> **WORKING DATA**

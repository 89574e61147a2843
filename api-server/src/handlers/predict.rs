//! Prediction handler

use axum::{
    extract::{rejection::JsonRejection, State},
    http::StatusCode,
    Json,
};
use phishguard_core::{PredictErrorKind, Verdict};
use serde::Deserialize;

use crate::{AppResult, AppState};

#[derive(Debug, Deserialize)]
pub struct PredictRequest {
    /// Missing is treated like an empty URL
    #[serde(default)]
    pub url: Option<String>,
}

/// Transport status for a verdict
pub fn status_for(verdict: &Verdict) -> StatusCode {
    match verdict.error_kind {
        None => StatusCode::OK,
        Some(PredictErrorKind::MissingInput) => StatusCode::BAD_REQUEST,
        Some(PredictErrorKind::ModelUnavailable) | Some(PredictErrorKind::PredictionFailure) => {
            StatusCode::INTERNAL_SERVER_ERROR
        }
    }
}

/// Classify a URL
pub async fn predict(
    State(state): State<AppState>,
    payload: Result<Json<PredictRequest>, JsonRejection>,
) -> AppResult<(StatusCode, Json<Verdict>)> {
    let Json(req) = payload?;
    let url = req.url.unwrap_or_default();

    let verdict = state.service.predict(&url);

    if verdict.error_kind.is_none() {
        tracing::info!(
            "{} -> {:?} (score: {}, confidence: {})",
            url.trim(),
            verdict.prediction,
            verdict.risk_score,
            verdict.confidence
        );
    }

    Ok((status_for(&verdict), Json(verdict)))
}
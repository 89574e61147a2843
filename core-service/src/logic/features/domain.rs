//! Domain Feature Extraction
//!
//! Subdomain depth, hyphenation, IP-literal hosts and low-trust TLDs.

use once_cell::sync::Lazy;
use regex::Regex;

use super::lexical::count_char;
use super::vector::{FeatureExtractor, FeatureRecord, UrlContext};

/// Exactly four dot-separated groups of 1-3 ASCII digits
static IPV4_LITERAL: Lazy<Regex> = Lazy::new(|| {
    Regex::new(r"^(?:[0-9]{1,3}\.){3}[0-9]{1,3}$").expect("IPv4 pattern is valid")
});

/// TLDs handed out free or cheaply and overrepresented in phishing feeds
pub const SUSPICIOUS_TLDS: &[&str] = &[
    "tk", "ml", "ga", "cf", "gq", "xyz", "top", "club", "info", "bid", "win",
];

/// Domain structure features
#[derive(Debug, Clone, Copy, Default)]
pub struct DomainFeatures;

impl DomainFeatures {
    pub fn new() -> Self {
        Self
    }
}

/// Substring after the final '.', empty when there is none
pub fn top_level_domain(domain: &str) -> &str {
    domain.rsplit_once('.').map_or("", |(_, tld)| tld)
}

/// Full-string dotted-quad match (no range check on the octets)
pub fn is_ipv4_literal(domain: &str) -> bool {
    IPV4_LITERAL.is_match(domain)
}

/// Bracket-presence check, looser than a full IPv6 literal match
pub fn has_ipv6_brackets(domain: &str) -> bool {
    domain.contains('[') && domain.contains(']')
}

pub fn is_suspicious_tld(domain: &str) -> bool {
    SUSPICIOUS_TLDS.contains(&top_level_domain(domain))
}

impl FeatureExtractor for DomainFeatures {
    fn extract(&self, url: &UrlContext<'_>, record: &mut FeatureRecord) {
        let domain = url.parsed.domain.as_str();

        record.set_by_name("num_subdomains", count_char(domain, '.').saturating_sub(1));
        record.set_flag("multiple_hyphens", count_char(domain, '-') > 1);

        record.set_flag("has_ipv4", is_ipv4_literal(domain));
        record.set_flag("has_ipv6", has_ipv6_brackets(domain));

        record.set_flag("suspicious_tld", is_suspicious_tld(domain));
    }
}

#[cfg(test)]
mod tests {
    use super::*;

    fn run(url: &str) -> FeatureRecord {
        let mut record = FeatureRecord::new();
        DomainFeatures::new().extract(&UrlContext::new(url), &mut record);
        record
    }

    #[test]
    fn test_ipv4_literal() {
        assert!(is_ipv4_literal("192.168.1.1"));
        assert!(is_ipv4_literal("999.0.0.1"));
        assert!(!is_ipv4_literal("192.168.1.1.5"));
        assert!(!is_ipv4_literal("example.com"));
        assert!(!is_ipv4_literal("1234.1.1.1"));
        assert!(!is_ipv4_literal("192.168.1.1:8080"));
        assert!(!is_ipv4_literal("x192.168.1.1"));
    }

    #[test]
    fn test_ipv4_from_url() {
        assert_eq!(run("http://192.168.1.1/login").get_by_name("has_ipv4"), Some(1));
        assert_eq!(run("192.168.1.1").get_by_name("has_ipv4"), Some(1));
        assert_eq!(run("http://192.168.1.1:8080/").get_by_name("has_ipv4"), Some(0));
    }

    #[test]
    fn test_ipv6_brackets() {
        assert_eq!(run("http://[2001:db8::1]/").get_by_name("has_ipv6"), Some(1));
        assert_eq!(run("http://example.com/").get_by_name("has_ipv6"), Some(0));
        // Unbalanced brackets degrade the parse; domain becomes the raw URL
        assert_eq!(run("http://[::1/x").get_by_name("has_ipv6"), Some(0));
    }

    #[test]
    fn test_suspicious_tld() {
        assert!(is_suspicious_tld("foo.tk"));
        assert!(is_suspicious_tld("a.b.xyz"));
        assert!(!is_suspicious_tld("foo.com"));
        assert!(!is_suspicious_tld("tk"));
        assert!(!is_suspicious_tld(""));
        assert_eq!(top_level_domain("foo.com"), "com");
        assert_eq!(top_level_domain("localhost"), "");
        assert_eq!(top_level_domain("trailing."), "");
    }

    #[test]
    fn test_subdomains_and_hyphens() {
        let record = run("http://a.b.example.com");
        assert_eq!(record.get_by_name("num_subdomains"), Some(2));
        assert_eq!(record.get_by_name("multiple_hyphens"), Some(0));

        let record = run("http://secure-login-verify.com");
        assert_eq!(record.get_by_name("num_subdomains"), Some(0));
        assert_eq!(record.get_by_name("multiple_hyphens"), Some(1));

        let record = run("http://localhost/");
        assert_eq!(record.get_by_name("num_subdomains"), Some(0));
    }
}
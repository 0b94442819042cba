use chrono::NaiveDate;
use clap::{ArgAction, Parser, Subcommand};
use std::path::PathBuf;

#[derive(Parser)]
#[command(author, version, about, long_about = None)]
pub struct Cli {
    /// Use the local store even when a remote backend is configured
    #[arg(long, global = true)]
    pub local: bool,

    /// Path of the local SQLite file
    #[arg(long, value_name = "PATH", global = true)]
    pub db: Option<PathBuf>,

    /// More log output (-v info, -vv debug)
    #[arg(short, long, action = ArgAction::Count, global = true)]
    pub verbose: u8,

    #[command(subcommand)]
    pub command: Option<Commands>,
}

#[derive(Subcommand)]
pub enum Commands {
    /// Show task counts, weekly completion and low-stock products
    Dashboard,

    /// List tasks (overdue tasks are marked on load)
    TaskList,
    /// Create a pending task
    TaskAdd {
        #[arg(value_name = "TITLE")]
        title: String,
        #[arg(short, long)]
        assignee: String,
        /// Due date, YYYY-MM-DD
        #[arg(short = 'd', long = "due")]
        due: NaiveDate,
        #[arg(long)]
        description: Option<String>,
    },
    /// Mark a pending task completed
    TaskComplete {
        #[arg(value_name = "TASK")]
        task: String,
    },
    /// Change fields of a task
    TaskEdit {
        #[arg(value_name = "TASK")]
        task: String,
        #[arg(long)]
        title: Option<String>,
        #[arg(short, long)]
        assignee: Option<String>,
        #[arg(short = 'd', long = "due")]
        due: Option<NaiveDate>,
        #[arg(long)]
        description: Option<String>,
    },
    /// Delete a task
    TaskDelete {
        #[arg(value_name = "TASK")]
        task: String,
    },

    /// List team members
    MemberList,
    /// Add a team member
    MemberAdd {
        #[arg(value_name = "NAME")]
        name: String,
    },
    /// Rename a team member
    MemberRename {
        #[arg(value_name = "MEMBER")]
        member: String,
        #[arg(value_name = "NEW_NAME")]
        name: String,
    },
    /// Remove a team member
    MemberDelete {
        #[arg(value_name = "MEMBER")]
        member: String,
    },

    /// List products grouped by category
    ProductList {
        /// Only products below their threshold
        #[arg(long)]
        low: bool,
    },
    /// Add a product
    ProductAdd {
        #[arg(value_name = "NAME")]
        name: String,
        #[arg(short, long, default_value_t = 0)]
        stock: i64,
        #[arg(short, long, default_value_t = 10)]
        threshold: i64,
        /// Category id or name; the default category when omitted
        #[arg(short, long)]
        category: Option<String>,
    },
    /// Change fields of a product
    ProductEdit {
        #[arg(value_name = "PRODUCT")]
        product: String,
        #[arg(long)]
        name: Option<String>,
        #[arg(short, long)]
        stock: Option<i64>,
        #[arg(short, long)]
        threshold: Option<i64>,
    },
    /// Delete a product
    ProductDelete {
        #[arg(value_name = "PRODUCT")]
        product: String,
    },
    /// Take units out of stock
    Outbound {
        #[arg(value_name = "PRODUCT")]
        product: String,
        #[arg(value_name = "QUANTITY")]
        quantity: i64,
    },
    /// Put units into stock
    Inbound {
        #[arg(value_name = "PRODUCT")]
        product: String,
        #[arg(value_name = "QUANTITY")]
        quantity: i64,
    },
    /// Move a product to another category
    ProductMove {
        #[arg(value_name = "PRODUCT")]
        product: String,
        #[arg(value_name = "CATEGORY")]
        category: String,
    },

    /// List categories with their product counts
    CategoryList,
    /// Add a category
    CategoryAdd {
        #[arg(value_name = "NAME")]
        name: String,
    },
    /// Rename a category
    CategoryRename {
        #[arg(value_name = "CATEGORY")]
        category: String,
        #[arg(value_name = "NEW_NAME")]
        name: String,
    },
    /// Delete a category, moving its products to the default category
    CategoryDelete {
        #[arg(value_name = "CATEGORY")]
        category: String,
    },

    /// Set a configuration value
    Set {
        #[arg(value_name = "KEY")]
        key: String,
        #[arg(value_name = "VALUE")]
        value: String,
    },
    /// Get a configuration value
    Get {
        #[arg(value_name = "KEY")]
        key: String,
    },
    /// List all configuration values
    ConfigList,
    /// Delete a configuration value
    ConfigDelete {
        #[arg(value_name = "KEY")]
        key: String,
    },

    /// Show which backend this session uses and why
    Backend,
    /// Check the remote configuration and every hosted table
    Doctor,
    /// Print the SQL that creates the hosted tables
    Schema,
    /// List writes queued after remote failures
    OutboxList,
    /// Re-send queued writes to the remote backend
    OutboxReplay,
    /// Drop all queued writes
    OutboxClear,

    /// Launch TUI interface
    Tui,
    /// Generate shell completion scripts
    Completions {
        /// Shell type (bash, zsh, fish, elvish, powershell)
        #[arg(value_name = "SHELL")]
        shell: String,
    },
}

> **WHAT IS BEING ASKED**
From the entries above, copy every line containing the word "http".

> **EXERCISE OUTPUT**
    http::StatusCode,
        assert_eq!(run("http://192.168.1.1/login").get_by_name("has_ipv4"), Some(1));
        assert_eq!(run("http://192.168.1.1:8080/").get_by_name("has_ipv4"), Some(0));
        assert_eq!(run("http://[2001:db8::1]/").get_by_name("has_ipv6"), Some(1));
        assert_eq!(run("http://example.com/").get_by_name("has_ipv6"), Some(0));
        assert_eq!(run("http://[::1/x").get_by_name("has_ipv6"), Some(0));
        let record = run("http://a.b.example.com");
        let record = run("http://secure-login-verify.com");
        let record = run("http://localhost/");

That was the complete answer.